In theory, yes. The finally-confirmed PS4 Slim comes at around the same price as the Xbox One S while also refining the original console’s design.
However, where the Xbox One S sports multiple changes to the original Xbox One’s design, the PS4 Slim almost little to nothing new over the original minus its form factor.
Now, some might argue that’s because the PS4 didn’t really need revising – at least certainly not as much as Xbox One, which needed a return to the drawing board within seconds of its launch in 2013.
The Xbox One S not only cleaned up its exterior design – cutting about 40% of its size, ditching that brick of a power supply, and gaining the ability to sit up vertically – but also added new interior features in the form of the aforementioned UHD Blu-ray support, improved performance, 4K streaming, and game upscaling.
We’re gonna need a bigger Pro
For this reason, I don’t think Sony got the headstart it hoped it’d get with the PS4 Pro. Rather, Microsoft beat Sony’s mid-generation machine to the punch over a month ago with its own revised Xbox One.
Does that mean I think the Xbox One S will beat out the PS4 Pro blow-for-blow? Of course not.
For example, the PS4 Pro still has the advantage of being built expressively with performance and true 4K gaming in mind, while the Xbox One S’ performance enhancements over the original are minor, and it can only upscale 1080p games to 4K – not display them at a native 4K resolution.
So, if you’re looking to test out your fancy 4K-ready entertainment centers, the PS4 Pro will be the way to go. Framerate junkies and those sold on PlayStation VR will also flock to the PS4 Pro thanks to its optimized CPU and GPU.
In short, the PS4 Pro still competes with the still-a-year-away Project Scorpio, which promises to match, if not surpass, the PS4 Pro in performance, on top of adding native 4K gaming and VR support of its own.

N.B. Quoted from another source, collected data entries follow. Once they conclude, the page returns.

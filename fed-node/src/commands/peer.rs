//! Peer management: register, inspect, adjust, revoke.

use anyhow::{Context, Result};
use clap::{Args, Subcommand};
use fed_core::{ConflictStrategy, TrustEventKind};
use fed_security::decode_public_key;
use fed_sync::Config;
use fed_trust::{Peer, PeerRegistration, TrustManager};
use fed_types::SyncDirection;

use super::{open_trust, parse_peer_id};

/// Peer subcommands.
#[derive(Subcommand, Debug)]
pub enum PeerCommand {
    /// Register a peer by URL and hex public key
    Add {
        /// Operator-facing name
        #[arg(long)]
        name: String,

        /// Base URL of the peer's federation endpoint
        #[arg(long)]
        url: String,

        /// Peer's public key (64 hex chars)
        #[arg(long)]
        key: String,

        #[command(flatten)]
        options: RegistrationArgs,
    },

    /// List registered peers
    List,

    /// Show one peer
    Show {
        /// Peer id
        peer: String,

        /// Also print this many recent trust events
        #[arg(long)]
        history: Option<u32>,
    },

    /// Revoke a peer permanently
    Revoke {
        /// Peer id
        peer: String,

        /// Reason recorded in the trust history
        #[arg(long, default_value = "revoked by operator")]
        reason: String,
    },

    /// Adjust a peer's trust score by a delta in [-1, 1]
    Adjust {
        /// Peer id
        peer: String,

        /// Score delta
        #[arg(allow_hyphen_values = true)]
        delta: f64,

        /// Reason recorded in the trust history
        #[arg(long)]
        reason: String,
    },

    /// Record that content from this peer was accepted on review
    Accept {
        /// Peer id
        peer: String,
    },

    /// Record that content from this peer was rejected on review
    Reject {
        /// Peer id
        peer: String,

        /// Reason recorded in the trust history
        #[arg(long)]
        reason: Option<String>,
    },
}

/// Sync settings given at registration.
#[derive(Args, Debug, Clone)]
pub struct RegistrationArgs {
    /// Sync direction: pull, push or bidirectional
    #[arg(long, default_value = "bidirectional")]
    pub direction: String,

    /// Conflict strategy: newer_timestamp, higher_trust, local_wins,
    /// remote_wins, merge or manual_review
    #[arg(long, default_value = "newer_timestamp")]
    pub strategy: String,

    /// Only push local items with at least this trust level
    #[arg(long, default_value = "0.0")]
    pub push_min_trust: f64,

    /// Only push nodes of these types (repeatable); default all
    #[arg(long = "push-type")]
    pub push_types: Vec<String>,
}

impl Default for RegistrationArgs {
    fn default() -> Self {
        Self {
            direction: SyncDirection::Bidirectional.as_str().to_string(),
            strategy: ConflictStrategy::default().as_str().to_string(),
            push_min_trust: 0.0,
            push_types: Vec::new(),
        }
    }
}

impl RegistrationArgs {
    /// Build a registration from these options.
    pub fn registration(&self, name: &str, url: &str, public_key: [u8; 32]) -> Result<PeerRegistration> {
        let mut registration = PeerRegistration::new(name, url, public_key);
        registration.direction = SyncDirection::parse(&self.direction)
            .ok_or_else(|| anyhow::anyhow!("Unknown direction: {}", self.direction))?;
        registration.conflict_strategy = ConflictStrategy::parse(&self.strategy)
            .ok_or_else(|| anyhow::anyhow!("Unknown conflict strategy: {}", self.strategy))?;
        registration.push_min_trust = self.push_min_trust;
        registration.push_types = self.push_types.clone();
        Ok(registration)
    }
}

/// Run a peer subcommand.
pub async fn run(config: &Config, command: PeerCommand) -> Result<()> {
    let trust = open_trust(config).await?;

    match command {
        PeerCommand::Add {
            name,
            url,
            key,
            options,
        } => {
            let public_key = decode_public_key(&key).context("Invalid public key")?;
            let peer = register(&trust, &options, &name, &url, public_key).await?;
            println!("Peer registered.");
            println!();
            print_peer(&peer);
        }
        PeerCommand::List => {
            let peers = trust.list_peers().await?;
            if peers.is_empty() {
                println!("No peers registered.");
                println!("Add one with: fed-node peer add --name <name> --url <url> --key <hex>");
                return Ok(());
            }
            println!(
                "{:<36}  {:<16}  {:>6}  {:<10}  {:<10}  {}",
                "ID", "NAME", "SCORE", "TIER", "STATUS", "URL"
            );
            for peer in peers {
                println!(
                    "{:<36}  {:<16}  {:>6.3}  {:<10}  {:<10}  {}",
                    peer.id,
                    truncate(&peer.name, 16),
                    peer.trust_score,
                    peer.tier().as_str(),
                    peer.status.as_str(),
                    peer.base_url
                );
            }
        }
        PeerCommand::Show { peer, history } => {
            let id = parse_peer_id(&peer)?;
            let peer = trust.get_peer(&id).await?;
            print_peer(&peer);
            if let Some(limit) = history {
                println!();
                println!("Trust history (newest first):");
                for event in trust.history(&id, limit).await? {
                    println!(
                        "  {}  {:<20} {:>+8.4}  -> {:.4}  {}",
                        event.timestamp,
                        event.kind.as_str(),
                        event.delta,
                        event.score_after,
                        event.reason.as_deref().unwrap_or("")
                    );
                }
            }
        }
        PeerCommand::Revoke { peer, reason } => {
            let id = parse_peer_id(&peer)?;
            let peer = trust.revoke(&id, &reason).await?;
            println!("Peer {} ({}) revoked.", peer.name, peer.id);
        }
        PeerCommand::Adjust {
            peer,
            delta,
            reason,
        } => {
            let id = parse_peer_id(&peer)?;
            let score = trust.manual_adjustment(&id, delta, &reason).await?;
            println!("Trust score now {:.4}", score);
        }
        PeerCommand::Accept { peer } => {
            let id = parse_peer_id(&peer)?;
            let score = trust
                .record_event(&id, TrustEventKind::ManualAccept, None)
                .await?;
            println!("Trust score now {:.4}", score);
        }
        PeerCommand::Reject { peer, reason } => {
            let id = parse_peer_id(&peer)?;
            let score = trust
                .record_event(&id, TrustEventKind::ManualReject, reason)
                .await?;
            println!("Trust score now {:.4}", score);
        }
    }

    Ok(())
}

/// Register a peer with the given options.
pub async fn register(
    trust: &TrustManager,
    options: &RegistrationArgs,
    name: &str,
    url: &str,
    public_key: [u8; 32],
) -> Result<Peer> {
    let registration = options.registration(name, url, public_key)?;
    Ok(trust.register_peer(registration).await?)
}

fn print_peer(peer: &Peer) {
    println!("  Peer ID:     {}", peer.id);
    println!("  Name:        {}", peer.name);
    println!("  URL:         {}", peer.base_url);
    println!("  Instance:    {}", peer.instance_id());
    println!("  Trust:       {:.4} ({})", peer.trust_score, peer.tier());
    println!("  Status:      {}", peer.status);
    println!("  Direction:   {}", peer.direction.as_str());
    println!("  Conflicts:   {}", peer.conflict_strategy);
    println!(
        "  Syncs:       {} of {} succeeded",
        peer.syncs_succeeded, peer.syncs_attempted
    );
    println!(
        "  Items:       {} received, {} sent",
        peer.items_received, peer.items_sent
    );
    println!(
        "  Cursors:     pull {}, push {}",
        peer.pull_cursor, peer.push_cursor
    );
}

fn truncate(s: &str, max: usize) -> String {
    if s.chars().count() <= max {
        s.to_string()
    } else {
        let cut: String = s.chars().take(max.saturating_sub(1)).collect();
        format!("{cut}…")
    }
}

However, while framerates and performance reign supreme for many players, 4K and VR may not pan out in the Pro’s favor as much as it intended – leaving room yet again for the Xbox One S to close in on Sony’s tail.
So here’s the thing about native 4K gaming – it’s only as good as the games that actually get made for it.
While the PS4 Pro promises to make older games “forward compatible” – upscaling them to look their best on 4K televisions, (just like the Xbox One S, how about that?) – it also promises to bring players a growing list of games fully optimized for the PS4 Pro’s graphical abilities.
The good news? Big budget exclusives like Uncharted 4: A Thief’s End and Horizon: Zero Dawn are going to look amazing on PS4 Pro.
The bad news? Developing games in native 4K is both demanding and expensive. Unless the game’s production budget includes an extra chunk to vie for the highest resolution possible, it won’t be taking full advantage of the Sony’s hardware.
Same goes for PS VR – all the souped-up specs of the Pro won’t mean much if the platform goes unsupported. If the virtual reality headset winds up going the way of PlayStation Move – or worse, Kinect – you’re looking at a console that costs extra for little more than the better framerates and the occasional pretty game.
We originally thought the PS4 Pro, back when it was codenamed the Neo, was solely comparable to the Project Scorpio – a competitor Sony had a year’s worth of leg up on.
Now that the console is announced, it seems Microsoft threw a wrench in that plan by releasing the Xbox One S a month earlier – a console that not only is a major upgrade over the original Xbox One and comparable to the PS4 Pro, but even offers features Sony’s unreleased machine lacks.
Add this with some of Microsoft’s other plays in the book, such as last year’s backwards compatibility update and this holiday’s merger with PC gaming thanks to Xbox Play Anywhere, and the Xbox architecture is starting to gain some serious traction.
We don’t know much about what’s in store for Project Scorpio, but unless Sony commits to the PS4 Pro and puts all its weight behind it, it seems the Xbox One S successor won’t have much catching-up to do.